TASK REQUIREMENTS>
What you give back should be exactly the opening lines of the data, ending with the line that contains "pub fn build_router(state: Arc<AppState>)" and including it.

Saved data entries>
•••••

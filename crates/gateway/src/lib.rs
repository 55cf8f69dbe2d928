//! HTTP gateway for voxtask.
//!
//! Routes:
//! - `GET /health` — liveness
//! - `GET /api/agent` — the voice session WebSocket (see [`session`])
//! - `POST /api/agent/query` — one-shot, non-streaming agent invocation
//! - `GET/DELETE /api/conversation/history` — paginated log / clear
//! - `GET /api/costs` — API cost totals and recent records
//!
//! Built on Axum; all shared subsystems are constructed once at startup
//! and shared via `Arc`.

pub mod session;
pub mod stt;

use std::sync::Arc;
use std::time::Duration;

use axum::extract::ws::WebSocketUpgrade;
use axum::extract::{Query, RawQuery, State};
use axum::http::StatusCode;
use axum::response::{IntoResponse, Json};
use axum::routing::get;
use axum::Router;
use serde::{Deserialize, Serialize};
use tokio::sync::mpsc;
use tokio_util::sync::CancellationToken;
use tracing::{error, info};

use voxtask_agent::{AgentEvent, AgentLoop};
use voxtask_config::Settings;
use voxtask_core::Error;
use voxtask_store::Database;
use voxtask_telemetry::PricingTable;

/// Shared application state.
pub struct AppState {
    pub settings: Settings,
    pub db: Database,
    pub agent: Arc<AgentLoop>,
}

/// Build the router with all gateway routes.
pub fn build_router(state: Arc<AppState>) -> Router {
    Router::new()
        .route("/health", get(health_handler))
        .route("/api/agent", get(agent_ws_handler))
        .route("/api/agent/query", axum::routing::post(agent_query_handler))
        .route(
            "/api/conversation/history",
            get(history_handler).delete(clear_history_handler),
        )
        .route("/api/costs", get(costs_handler))
        .layer(tower_http::trace::TraceLayer::new_for_http())
        .with_state(state)
}

/// Wire up every subsystem and serve until the process exits.
pub async fn serve(settings: Settings) -> Result<(), Error> {
    let state = build_state(settings).await?;
    let addr = format!("{}:{}", state.settings.host, state.settings.port);
    let app = build_router(state);

    info!(addr = %addr, "Gateway starting");
    let listener = tokio::net::TcpListener::bind(&addr)
        .await
        .map_err(|e| Error::Internal(format!("bind {addr}: {e}")))?;
    axum::serve(listener, app)
        .await
        .map_err(|e| Error::Internal(format!("serve: {e}")))?;
    Ok(())
}

/// Construct the shared state: database, provider, tools, pricing, agent.
pub async fn build_state(settings: Settings) -> Result<Arc<AppState>, Error> {
    let db = Database::open(&settings.database_path).await?;
    let provider = voxtask_providers::build_provider(&settings)?;

    let mut pricing = PricingTable::with_defaults();
    if let Some(ref overrides) = settings.pricing_override {
        pricing
            .apply_overrides(overrides)
            .map_err(|e| Error::config(format!("invalid VOXTASK_PRICING: {e}")))?;
    }

    let tools = Arc::new(voxtask_tools::default_registry(db.tasks(), db.history()));
    let agent = Arc::new(
        AgentLoop::new(
            provider,
            tools,
            db.history(),
            db.costs(),
            Arc::new(pricing),
        )
        .with_history_window(settings.history_window)
        .with_max_iterations(settings.max_iterations)
        .with_turn_timeout(Duration::from_secs(settings.agent_timeout_secs)),
    );

    Ok(Arc::new(AppState {
        settings,
        db,
        agent,
    }))
}

// --- Handlers ---

#[derive(Serialize)]
struct HealthResponse {
    status: &'static str,
    version: &'static str,
}

async fn health_handler() -> Json<HealthResponse> {
    Json(HealthResponse {
        status: "ok",
        version: env!("CARGO_PKG_VERSION"),
    })
}

async fn agent_ws_handler(
    State(state): State<Arc<AppState>>,
    RawQuery(query): RawQuery,
    ws: WebSocketUpgrade,
) -> impl IntoResponse {
    let config = stt::SttConfig::from_query(query.as_deref().unwrap_or(""));
    ws.on_upgrade(move |socket| session::run_session(socket, state, config))
}

#[derive(Deserialize)]
struct AgentQueryRequest {
    query: String,
}

#[derive(Serialize)]
struct AgentQueryResponse {
    success: bool,
    response: String,
}

/// One-shot agent invocation: run the loop to completion, return the
/// concatenated assistant text.
async fn agent_query_handler(
    State(state): State<Arc<AppState>>,
    Json(request): Json<AgentQueryRequest>,
) -> Result<Json<AgentQueryResponse>, StatusCode> {
    if request.query.trim().is_empty() {
        return Err(StatusCode::BAD_REQUEST);
    }

    let (events_tx, mut events_rx) = mpsc::channel::<AgentEvent>(256);
    let collector = tokio::spawn(async move {
        let mut text = String::new();
        while let Some(event) = events_rx.recv().await {
            if let AgentEvent::Text { content } = event {
                text.push_str(&content);
            }
        }
        text
    });

    let result = state
        .agent
        .run(&request.query, &events_tx, &CancellationToken::new())
        .await;
    drop(events_tx);
    let text = collector.await.unwrap_or_default();

    match result {
        Ok(_) => Ok(Json(AgentQueryResponse {
            success: true,
            response: text,
        })),
        Err(e) => {
            error!(error = %e, "One-shot agent query failed");
            Ok(Json(AgentQueryResponse {
                success: false,
                response: e.to_string(),
            }))
        }
    }
}

#[derive(Deserialize)]
struct HistoryParams {
    #[serde(default = "default_page")]
    page: i64,
    #[serde(default = "default_limit")]
    limit: i64,
}

fn default_page() -> i64 {
    1
}
fn default_limit() -> i64 {
    50
}

async fn history_handler(
    State(state): State<Arc<AppState>>,
    Query(params): Query<HistoryParams>,
) -> Result<Json<serde_json::Value>, StatusCode> {
    let page = params.page.max(1);
    let limit = params.limit.clamp(1, 200);
    let offset = (page - 1) * limit;

    let history = state.db.history();
    let total = history
        .count()
        .await
        .map_err(|_| StatusCode::INTERNAL_SERVER_ERROR)?;
    let messages = history
        .page(offset, limit)
        .await
        .map_err(|_| StatusCode::INTERNAL_SERVER_ERROR)?;

    let total_pages = if total > 0 { (total + limit - 1) / limit } else { 1 };
    Ok(Json(serde_json::json!({
        "success": true,
        "count": messages.len(),
        "total": total,
        "page": page,
        "limit": limit,
        "total_pages": total_pages,
        "has_next": page < total_pages,
        "has_previous": page > 1,
        "messages": messages,
    })))
}

async fn clear_history_handler(
    State(state): State<Arc<AppState>>,
) -> Result<Json<serde_json::Value>, StatusCode> {
    let deleted = state
        .db
        .history()
        .clear()
        .await
        .map_err(|_| StatusCode::INTERNAL_SERVER_ERROR)?;
    Ok(Json(serde_json::json!({
        "success": true,
        "message": format!("Cleared {deleted} messages"),
    })))
}

async fn costs_handler(
    State(state): State<Arc<AppState>>,
) -> Result<Json<serde_json::Value>, StatusCode> {
    let costs = state.db.costs();
    let (count, total_cost) = costs
        .totals()
        .await
        .map_err(|_| StatusCode::INTERNAL_SERVER_ERROR)?;
    let recent = costs
        .recent(50)
        .await
        .map_err(|_| StatusCode::INTERNAL_SERVER_ERROR)?;

    Ok(Json(serde_json::json!({
        "success": true,
        "count": count,
        "total_cost": total_cost,
        "records": recent,
    })))
}

#[cfg(test)]
mod tests {
    use super::*;
    use axum::body::Body;
    use axum::http::Request;
    use tower::ServiceExt;

    async fn test_state() -> Arc<AppState> {
        let settings = Settings::from_lookup(|key| {
            match key {
                "VOXTASK_STT_API_KEY" => Some("dg-test".into()),
                "ANTHROPIC_API_KEY" => Some("sk-ant-test".into()),
                "VOXTASK_DB_PATH" => Some("sqlite::memory:".into()),
                _ => None,
            }
        })
        .unwrap();
        build_state(settings).await.unwrap()
    }

    #[tokio::test]
    async fn health_endpoint() {
        let app = build_router(test_state().await);
        let response = app
            .oneshot(Request::builder().uri("/health").body(Body::empty()).unwrap())
            .await
            .unwrap();
        assert_eq!(response.status(), StatusCode::OK);
    }

    #[tokio::test]
    async fn history_endpoint_paginates() {
        let state = test_state().await;
        state
            .db
            .history()
            .append(voxtask_core::HistoryRole::User, "hello", None, None)
            .await
            .unwrap();

        let app = build_router(state);
        let response = app
            .oneshot(
                Request::builder()
                    .uri("/api/conversation/history?page=1&limit=10")
                    .body(Body::empty())
                    .unwrap(),
            )
            .await
            .unwrap();
        assert_eq!(response.status(), StatusCode::OK);

        let bytes = axum::body::to_bytes(response.into_body(), usize::MAX)
            .await
            .unwrap();
        let body: serde_json::Value = serde_json::from_slice(&bytes).unwrap();
        assert_eq!(body["total"], 1);
        assert_eq!(body["messages"][0]["content"], "hello");
        assert_eq!(body["has_next"], false);
    }

    #[tokio::test]
    async fn clear_history_endpoint() {
        let state = test_state().await;
        state
            .db
            .history()
            .append(voxtask_core::HistoryRole::User, "wipe me", None, None)
            .await
            .unwrap();

        let app = build_router(state.clone());
        let response = app
            .oneshot(
                Request::builder()
                    .method("DELETE")
                    .uri("/api/conversation/history")
                    .body(Body::empty())
                    .unwrap(),
            )
            .await
            .unwrap();
        assert_eq!(response.status(), StatusCode::OK);
        assert_eq!(state.db.history().count().await.unwrap(), 0);
    }

    #[tokio::test]
    async fn costs_endpoint_reports_totals() {
        let app = build_router(test_state().await);
        let response = app
            .oneshot(
                Request::builder()
                    .uri("/api/costs")
                    .body(Body::empty())
                    .unwrap(),
            )
            .await
            .unwrap();
        assert_eq!(response.status(), StatusCode::OK);

        let bytes = axum::body::to_bytes(response.into_body(), usize::MAX)
            .await
            .unwrap();
        let body: serde_json::Value = serde_json::from_slice(&bytes).unwrap();
        assert_eq!(body["count"], 0);
        assert_eq!(body["total_cost"], 0.0);
    }
}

•••••

WORKED SOLUTION>
filename crates/gateway/src/lib.rs
repository 55cf8f69dbe2d928
//! HTTP gateway for voxtask.
//!
//! Routes:
//! - `GET /health` — liveness
//! - `GET /api/agent` — the voice session WebSocket (see [`session`])
//! - `POST /api/agent/query` — one-shot, non-streaming agent invocation
//! - `GET/DELETE /api/conversation/history` — paginated log / clear
//! - `GET /api/costs` — API cost totals and recent records
//!
//! Built on Axum; all shared subsystems are constructed once at startup
//! and shared via `Arc`.

pub mod session;
pub mod stt;

use std::sync::Arc;
use std::time::Duration;

use axum::extract::ws::WebSocketUpgrade;
use axum::extract::{Query, RawQuery, State};
use axum::http::StatusCode;
use axum::response::{IntoResponse, Json};
use axum::routing::get;
use axum::Router;
use serde::{Deserialize, Serialize};
use tokio::sync::mpsc;
use tokio_util::sync::CancellationToken;
use tracing::{error, info};

use voxtask_agent::{AgentEvent, AgentLoop};
use voxtask_config::Settings;
use voxtask_core::Error;
use voxtask_store::Database;
use voxtask_telemetry::PricingTable;

/// Shared application state.
pub struct AppState {
    pub settings: Settings,
    pub db: Database,
    pub agent: Arc<AgentLoop>,
}

/// Build the router with all gateway routes.
pub fn build_router(state: Arc<AppState>) -> Router {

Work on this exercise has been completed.